◆ **Records provided**:
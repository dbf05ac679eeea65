use crate::ui::terminal::{detect_capabilities, TerminalCapabilities};
use rollback::presentation::ColorWhen;

#[derive(Debug, Clone, Copy, PartialEq, Eq)]
pub struct UiContext {
    pub json: bool,
    pub verbose: u8,
    pub caps: TerminalCapabilities,
    pub color: bool,
    pub unicode: bool,
}

impl UiContext {
    pub fn new(json: bool, verbose: u8, cli_color: Option<ColorWhen>) -> Self {
        Self::from_caps(json, verbose, cli_color, detect_capabilities())
    }

    pub(crate) fn from_caps(
        json: bool,
        verbose: u8,
        cli_color: Option<ColorWhen>,
        caps: TerminalCapabilities,
    ) -> Self {
        let color = match cli_color {
            _ if json => false,
            Some(ColorWhen::Never) => false,
            Some(ColorWhen::Always) => true,
            Some(ColorWhen::Auto) | None => caps.supports_color && !caps.is_ci,
        };

        Self {
            json,
            verbose,
            caps,
            color,
            unicode: caps.supports_unicode,
        }
    }
}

◆ **Requirement**: Find the word "bool" in the records. Copy every line it appears in.

◆ **Answer to this problem**:
    pub json: bool,
    pub color: bool,
    pub unicode: bool,
    pub fn new(json: bool, verbose: u8, cli_color: Option<ColorWhen>) -> Self {
        json: bool,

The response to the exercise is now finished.